# Papaya(not the best pics)



## bombbudpuffa (Mar 8, 2007)

*Pic 1, 2 and 3) Papaya   Pic 4) my rice krispies treat wound...lol.*


----------



## BSki8950 (Mar 8, 2007)

haha nice lookin plants man . very nice... and ouch !! i hate gettin cut or hurt when im high ..


----------



## bombbudpuffa (Mar 8, 2007)

*More blurry pics(hey, spent all my $ on the grow).*


----------



## THE BROTHER'S GRUNT (Mar 9, 2007)

*Sup BBP. Looks like your gonna have a nice harvest. What kind of camera are you using? Are you using the flash when taking pics? *


----------



## bombbudpuffa (Mar 9, 2007)

> how do they smell so far? Im thinking about ordering this from gypsy


They smell good. I like the way they smell when drying, kind of sweet.





> Sup BBP. Looks like your gonna have a nice harvest. What kind of camera are you using? Are you using the flash when taking pics?

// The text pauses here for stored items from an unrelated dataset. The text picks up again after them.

use crate::chart::types::{BirthChart, BodyPlacement, ChartRequest, ChartWithHouses};
use crate::ephemeris::{Body, EphemerisError, EphemerisProvider, PositionSampler};
use crate::houses::{assign_houses, place_in_houses};
use crate::time::{resolve, TimeError};
use crate::zodiac::map_longitude;
use thiserror::Error;

#[derive(Error, Debug, Clone, PartialEq)]
pub enum ChartError {
    #[error(transparent)]
    Time(#[from] TimeError),
    #[error(transparent)]
    Ephemeris(#[from] EphemerisError),
    #[error("Chart has no Ascendant to anchor the houses")]
    MissingAscendant,
}

/// Builds birth charts from a date, time, zone and observer.
///
/// Either a complete chart is returned or an error; a failure on any single
/// body fails the whole chart.
pub struct BirthChartAssembler<P> {
    provider: P,
}

impl<P: EphemerisProvider> BirthChartAssembler<P> {
    pub fn new(provider: P) -> Self {
        Self { provider }
    }

    pub fn provider(&self) -> &P {
        &self.provider
    }

    /// Flat list of placements for every body in [`Body::CHART`].
    pub fn generate_birth_chart(&self, request: &ChartRequest) -> Result<BirthChart, ChartError> {
        let moment = resolve(&request.date, &request.options)?;
        let sampler = PositionSampler::new(&self.provider);

        let placements = Body::CHART
            .iter()
            .map(|&body| {
                let sample =
                    sampler.sample_with_retrograde(moment.instant, &moment.observer, body)?;
                Ok(BodyPlacement {
                    body,
                    ecliptic_longitude: sample.longitude,
                    placement: map_longitude(sample.longitude),
                    retrograde: sample.retrograde,
                    house: None,
                })
            })
            .collect::<Result<Vec<_>, ChartError>>()?;

        log::debug!(
            "chart for {} at ({:.4}, {:.4}): {} placements",
            moment.instant.to_rfc3339(),
            moment.observer.latitude,
            moment.observer.longitude,
            placements.len()
        );

        Ok(BirthChart {
            instant: moment.instant,
            observer: moment.observer,
            placements,
        })
    }

    /// Chart plus whole-sign houses anchored on the Ascendant.
    pub fn generate_birth_chart_with_houses(
        &self,
        request: &ChartRequest,
    ) -> Result<ChartWithHouses, ChartError> {
        let chart = self.generate_birth_chart(request)?;
        let ascendant = chart.body(Body::Ascendant).ok_or(ChartError::MissingAscendant)?;
        let houses = assign_houses(ascendant.placement.sign);
        let planets = place_in_houses(&houses, &chart.placements);

        Ok(ChartWithHouses {
            instant: chart.instant,
            observer: chart.observer,
            planets,
            houses,
        })
    }
}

I'm using one of those cheap videocam/digicam. It doesn't have a flash(or it doesn't work! I'm planning on getting a better cam from wally world sometime soon.


----------



## Weeddog (Mar 9, 2007)

get you a regular magnifying glass and hold it in front of your camera lense.  then using the screen you should be able to get a clearer pix close up.


----------